J. N. Saye, Longview, A. W. Walker, Jr., and Robertson, Jackson, Payne, Lancaster & Walker, of Dallas, for appellees.

CRAMER, Justice.

Appellants as plaintiffs instituted this suit in the trial court by petition containing three counts: the first in trespass to try title involving 3/32nds of 1/8th royalty under a 54.2 acre tract of land in the John Walling League, Van Zandt County, Texas; the second count involved the same mineral interest and covered the same land and was a suit to remove cloud from title; and the third count was likewise a suit to remove cloud from title, pleading more particularly the original description of the land which was later discovered to have an excess of 4.2 acres. Defendants, appellees here, answered by general denial and plea of not guilty. For the purpose of this opinion it may be stated that both appellants and appellees claim mineral interests under royalty deeds emanating from Mrs. Ella York et al. Prior to the acquisition of title to the mineral interests, by both appellants and appellees, one F. L. Luckel acquired an oil, gas and mineral lease from Mrs. Ella York et al. Title to the oil and gas lease was thereafter vested in the Pure Oil Company. Said lease was for a period of five years 'and as long thereafter as oil or gas, or either of them is produced from said land by the lessee.' The right to assign was expressly given. In each of the leases referred to, the provisions pertinent to the only question in this case are as follows:

'In consideration of the premises the said lessee covenants and agrees: 1st. To deliver to the credit of lessor, free of cost, in the pipe line to which he may connect his wells, the equal one-eighth part of all oil produced and saved from the lease premises. 2nd. To pay lessor, as royalty for gas from each well where gas only is found, while the same is being sold or used off of the premises, one-eighth of the market price at the wells of the amount so sold or used, * * *. 3rd. To pay to lessor as royalty for gas produced from any oil well and used by lessee for the manufacture of gasoline, one-eighth of the market value of such gas. If such gas is sold by lessee, then the net proceeds derived from the sale of said casing-head gas at the wells.'

Subsequent to the execution of said leases and assignments to the Pure Oil Company, Mrs. Ella York conveyed by mineral deeds to J. P. Johnston a royalty interest shown by a correction deed; such corrected mineral deed, omitting heading, property description, signatures and acknowledgments, was as follows:

'* * * That we, Mrs. Ella York, a widow, Henry York, G. N. York, C. F. York, and Mrs. Aria Davis, joined by her husband L. L. Davis, of Smith County, Texas, for and in consideration of the sum of Ten and No/100 Dollars ($10.00), can in hand paid by J. P. Johnston, hereinafter called Grantee, the receipt of which is hereby acknowledged, have granted, sold, conveyed, assigned and delivered and by these presents to grant, sell, convey, assign, and deliver unto the said Grantee, for a period of 20 years an undivided one-half interest in and to all of the oil, gas and other minerals, in and under, and that may be produced from the following described land situated in Van Zandt County, Texas, to-wit:

(Description of land by metes and bounds omitted).
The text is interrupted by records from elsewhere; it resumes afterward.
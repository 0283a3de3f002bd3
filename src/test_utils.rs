//! Shared test utilities for the catalog updater.

use crate::exec::{CommandExecutor, ExecError, Invocation};
use std::cell::RefCell;
use std::collections::VecDeque;
use std::process::{ExitStatus, Output};

/// Creates an `ExitStatus` from an exit code (Unix implementation).
#[cfg(unix)]
#[must_use]
pub fn exit_status(code: i32) -> ExitStatus {
    use std::os::unix::process::ExitStatusExt;

    ExitStatus::from_raw(code << 8)
}

/// Creates an `ExitStatus` from an exit code (Windows implementation).
#[cfg(windows)]
#[must_use]
pub fn exit_status(code: i32) -> ExitStatus {
    use std::os::windows::process::ExitStatusExt;

    ExitStatus::from_raw(code as u32)
}

/// Creates a successful command `Output` with empty stdout and stderr.
#[must_use]
pub fn success_output() -> Output {
    Output {
        status: exit_status(0),
        stdout: Vec::new(),
        stderr: Vec::new(),
    }
}

/// Creates a failed command `Output` with the given stderr message.
#[must_use]
pub fn failure_output(stderr: &str) -> Output {
    Output {
        status: exit_status(1),
        stdout: Vec::new(),
        stderr: stderr.as_bytes().to_vec(),
    }
}

/// Represents an expected command invocation for testing.
#[derive(Debug)]
pub struct ExpectedCall {
    /// The program to execute (e.g. "minisign").
    pub program: String,
    /// The arguments to pass to the program.
    pub args: Vec<String>,
    /// The extra environment the caller must set.
    pub envs: Vec<(String, String)>,
    /// The result to return when this command is invoked.
    pub result: Result<Output, ExecError>,
}

impl ExpectedCall {
    /// Creates an expectation with no extra environment.
    #[must_use]
    pub fn new(program: &str, args: &[&str], result: Result<Output, ExecError>) -> Self {
        Self {
            program: program.to_owned(),
            args: args.iter().map(|arg| (*arg).to_owned()).collect(),
            envs: Vec::new(),
            result,
        }
    }

    /// Requires the invocation to carry the given extra environment.
    #[must_use]
    pub fn with_envs(mut self, envs: &[(&str, &str)]) -> Self {
        self.envs = envs
            .iter()
            .map(|(key, value)| ((*key).to_owned(), (*value).to_owned()))
            .collect();
        self
    }
}

/// A stub implementation of `CommandExecutor` for testing.
///
/// Records expected command invocations and returns predefined results,
/// allowing tests to verify command execution without side effects.
#[derive(Debug)]
pub struct StubExecutor {
    expected: RefCell<VecDeque<ExpectedCall>>,
}

impl StubExecutor {
    /// Creates a new `StubExecutor` with the given expected calls.
    #[must_use]
    pub fn new(expected: Vec<ExpectedCall>) -> Self {
        Self {
            expected: RefCell::new(expected.into()),
        }
    }

    /// Asserts that all expected command invocations have been consumed.
    ///
    /// # Panics
    ///
    /// Panics if there are remaining expected calls that were not invoked.
    pub fn assert_finished(&self) {
        assert!(
            self.expected.borrow().is_empty(),
            "expected no further command invocations"
        );
    }
}

impl CommandExecutor for StubExecutor {
    fn run(&self, invocation: &Invocation<'_>) -> Result<Output, ExecError> {
        let mut expected = self.expected.borrow_mut();
        let call = expected
            .pop_front()
            .unwrap_or_else(|| panic!("unexpected command invocation: {invocation:?}"));

        assert_eq!(call.program, invocation.program);
        assert_eq!(call.args, invocation.args);
        let envs: Vec<(&str, &str)> = call
            .envs
            .iter()
            .map(|(key, value)| (key.as_str(), value.as_str()))
            .collect();
        assert_eq!(envs.as_slice(), invocation.envs);

        call.result
    }
}

/// Builds a manifest document in the published wire format.
#[must_use]
pub fn catalog_manifest_json(epoch: u64, snapshot_date: &str, latest: &str, ext: &str) -> String {
    serde_json::json!({
        "catalog": {
            "epoch": epoch,
            "snapshot_date": snapshot_date,
            "latest": latest,
            "signature_ext": ext,
            "min_client": "1.0",
        }
    })
    .to_string()
}
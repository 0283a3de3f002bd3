//! Error types for the catalog updater.
//!
//! Every failure is fatal to the run. [`UpdaterError`] wraps the component
//! errors and remembers which [`UpdateStep`] failed so the diagnostic printed
//! on exit says where the update stopped.

use crate::activation::ActivationError;
use crate::config::ConfigError;
use crate::fetch::FetchError;
use crate::manifest::ManifestDecodeError;
use crate::pipeline::UpdateStep;
use crate::release_state::ReleaseStateError;
use crate::verify::SignatureInvalid;
use camino::Utf8PathBuf;
use thiserror::Error;

/// Errors that can occur during a catalog update.
#[derive(Debug, Error)]
pub enum UpdaterError {
    /// Configuration could not be resolved.
    #[error(transparent)]
    Config(#[from] ConfigError),

    /// The local store directory could not be created.
    #[error("could not prepare local store {path}: {source}")]
    StorePreparation {
        /// Store directory.
        path: Utf8PathBuf,
        /// Underlying I/O error.
        #[source]
        source: std::io::Error,
    },

    /// A download failed.
    #[error("{step} failed: {source}")]
    Fetch {
        /// The download step that failed.
        step: UpdateStep,
        /// The transport failure.
        #[source]
        source: FetchError,
    },

    /// A signature check failed.
    #[error("{step} failed: {source}")]
    Verification {
        /// The verification step that failed.
        step: UpdateStep,
        /// Why the signature was not accepted.
        #[source]
        source: SignatureInvalid,
    },

    /// The verified manifest could not be decoded.
    #[error("manifest decoding failed: {0}")]
    ManifestDecode(#[from] ManifestDecodeError),

    /// The manifest offers an older catalog than the installed one.
    #[error("release check failed: {0}")]
    Release(#[from] ReleaseStateError),

    /// The activation component failed.
    #[error("database activation failed: {0}")]
    Activation(#[from] ActivationError),

    /// Failed to write output.
    #[error("failed to write output")]
    WriteFailed {
        /// The underlying error that caused the write to fail.
        #[source]
        source: std::io::Error,
    },
}

impl UpdaterError {
    /// The pipeline step at which the update stopped, if it got that far.
    #[must_use]
    pub fn step(&self) -> Option<UpdateStep> {
        match self {
            Self::Fetch { step, .. } | Self::Verification { step, .. } => Some(*step),
            Self::ManifestDecode(_) => Some(UpdateStep::ParseManifest),
            Self::Release(_) => Some(UpdateStep::CheckRelease),
            Self::Activation(_) => Some(UpdateStep::Activate),
            Self::Config(_) | Self::StorePreparation { .. } | Self::WriteFailed { .. } => None,
        }
    }
}

/// Result type alias using [`UpdaterError`].
pub type Result<T> = std::result::Result<T, UpdaterError>;
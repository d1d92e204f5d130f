//! Merge tree recorded by agglomerative clustering.
//!
//! Cluster labels follow the SciPy/MATLAB convention: leaves are `0..n-1`
//! and merge `i` creates cluster id `n + i`.

use std::collections::HashMap;

/// A dendrogram recording hierarchical cluster merges.
#[derive(Debug, Clone)]
pub struct Dendrogram {
    /// Merge history, in nondecreasing distance order.
    merges: Vec<Merge>,
    /// Number of original items.
    n_items: usize,
}

/// A single merge operation in the dendrogram.
#[derive(Debug, Clone, Copy)]
pub struct Merge {
    /// First cluster being merged.
    pub cluster_a: usize,
    /// Second cluster being merged.
    pub cluster_b: usize,
    /// Dissimilarity at which the merge occurred.
    pub distance: f64,
    /// Size of the resulting cluster.
    pub size: usize,
}

impl Dendrogram {
    /// Create a new dendrogram for `n_items` leaves.
    pub fn new(n_items: usize) -> Self {
        Self {
            merges: Vec::with_capacity(n_items.saturating_sub(1)),
            n_items,
        }
    }

    /// Record a merge operation.
    pub fn add_merge(&mut self, cluster_a: usize, cluster_b: usize, distance: f64, size: usize) {
        self.merges.push(Merge {
            cluster_a,
            cluster_b,
            distance,
            size,
        });
    }

    /// Cut the tree so that no surviving merge exceeds `threshold`.
    ///
    /// Returns one label per leaf, renumbered consecutively in order of
    /// first appearance.
    pub fn cut_at_distance(&self, threshold: f64) -> Vec<usize> {
        let n = self.n_items;
        let mut parent: Vec<usize> = (0..n + self.merges.len()).collect();
        for (i, merge) in self.merges.iter().enumerate() {
            // complete linkage is monotone, so merges past the cut stay cut
            if merge.distance > threshold {
                break;
            }
            parent[merge.cluster_a] = n + i;
            parent[merge.cluster_b] = n + i;
        }

        let mut next_id = 0usize;
        let mut relabel: HashMap<usize, usize> = HashMap::new();
        let mut labels = Vec::with_capacity(n);
        for leaf in 0..n {
            let mut root = leaf;
            while parent[root] != root {
                root = parent[root];
            }
            let id = *relabel.entry(root).or_insert_with(|| {
                let id = next_id;
                next_id += 1;
                id
            });
            labels.push(id);
        }
        labels
    }

    /// Number of original items.
    pub fn n_items(&self) -> usize {
        self.n_items
    }

    /// Number of merges recorded.
    pub fn n_merges(&self) -> usize {
        self.merges.len()
    }
}

#[cfg(test)]
mod tests {
    use super::*;

    #[test]
    fn test_cut_without_merges_keeps_singletons() {
        let dendro = Dendrogram::new(3);
        assert_eq!(dendro.cut_at_distance(1.0), vec![0, 1, 2]);
    }

    #[test]
    fn test_cut_between_merge_heights() {
        // Leaves 0,1 merge low; leaves 2,3 merge low; the two pairs merge high.
        let mut dendro = Dendrogram::new(4);
        dendro.add_merge(0, 1, 0.1, 2);
        dendro.add_merge(2, 3, 0.2, 2);
        dendro.add_merge(4, 5, 5.0, 4);

        let labels = dendro.cut_at_distance(1.0);
        assert_eq!(labels, vec![0, 0, 1, 1]);

        // Cutting above the top merge collapses everything.
        let labels = dendro.cut_at_distance(10.0);
        assert_eq!(labels, vec![0, 0, 0, 0]);
    }

    #[test]
    fn test_cut_at_exact_merge_distance_keeps_merge() {
        let mut dendro = Dendrogram::new(2);
        dendro.add_merge(0, 1, 0.5, 2);
        assert_eq!(dendro.cut_at_distance(0.5), vec![0, 0]);
        assert_eq!(dendro.cut_at_distance(0.49), vec![0, 1]);
    }
}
'This deed is made and delivered for the purpose of amending for all purposes that certain mineral deed from Mrs. Ella York, et al, to J. P. Johnston, same being recorded Vol. 185, page 65, deed Records of Van Zandt County, Texas, said deed being dated July 17th, 1929.

'Together with the right of ingress and egress at all times for the purpose of mining and drilling and exploring said land for oil, gas and other minerals, and removing the same therefrom.

'Said land being now under an oil and gas lease, executed in favor of Pure Oil Company, it is understood and agreed that this sale is made subject to the terms of said lease, but covers and includes one-half of all of the oil royalty, and gas rental or royalty due and to be paid under the terms of said lease. (Italics ours.)

'It is understood and agreed that the money rentals which may be paid to extend the term within which a well may be begun under the terms of said lease is to be paid to the said Grantee and in event that the above described lease for any reason becomes cancelled or forfeited, then and in that event an undivided one-half of the lease interest and in all future rentals on said land for oil, gas and other mineral privileges shall be owned by said Grantee, he owning 1/2 of all oil, gas and other minerals in and under said lands, together with one-half interest in all future rents.

'To have and to hold the above described property, together with all and singular the rights and appurtenances thereto in anywise belonging unto the said Grantee herein, * * * heirs, and assigns forever; and we do hereby bind our heirs, executors and administrators to warrant and forever defend all and singular the said property unto the said grantee herein, his heirs and assigns against every person whomsoever lawfully claiming or to claim the same or any part thereof.

'Witness our hands this the 24th day of August, 1929.'

(Signatures and acknowledgments omitted.)

J. P. Johnston, grantee in the above mineral deed, subsequently conveyed a portion of the mineral interest so acquired by him to F. A. Hankinson. This instrument contained, immediately after the description clause, the following separate paragraph:

'This grant shall terminate at the end of 20 years from July 17, 1929.'

In the same instrument there is copied the paragraph (except the fractional interests conveyed) contained in the above mentioned mineral deed. F. A. Hankinson subsequently conveyed a portion of said mineral interest to the appellant, W. H. Kokernot. This instrument contained similar paragraphs except that, apparently by mistake, the grant was stated to terminate and the end of 20 years from July 17, 1930, rather than July 17, 1929.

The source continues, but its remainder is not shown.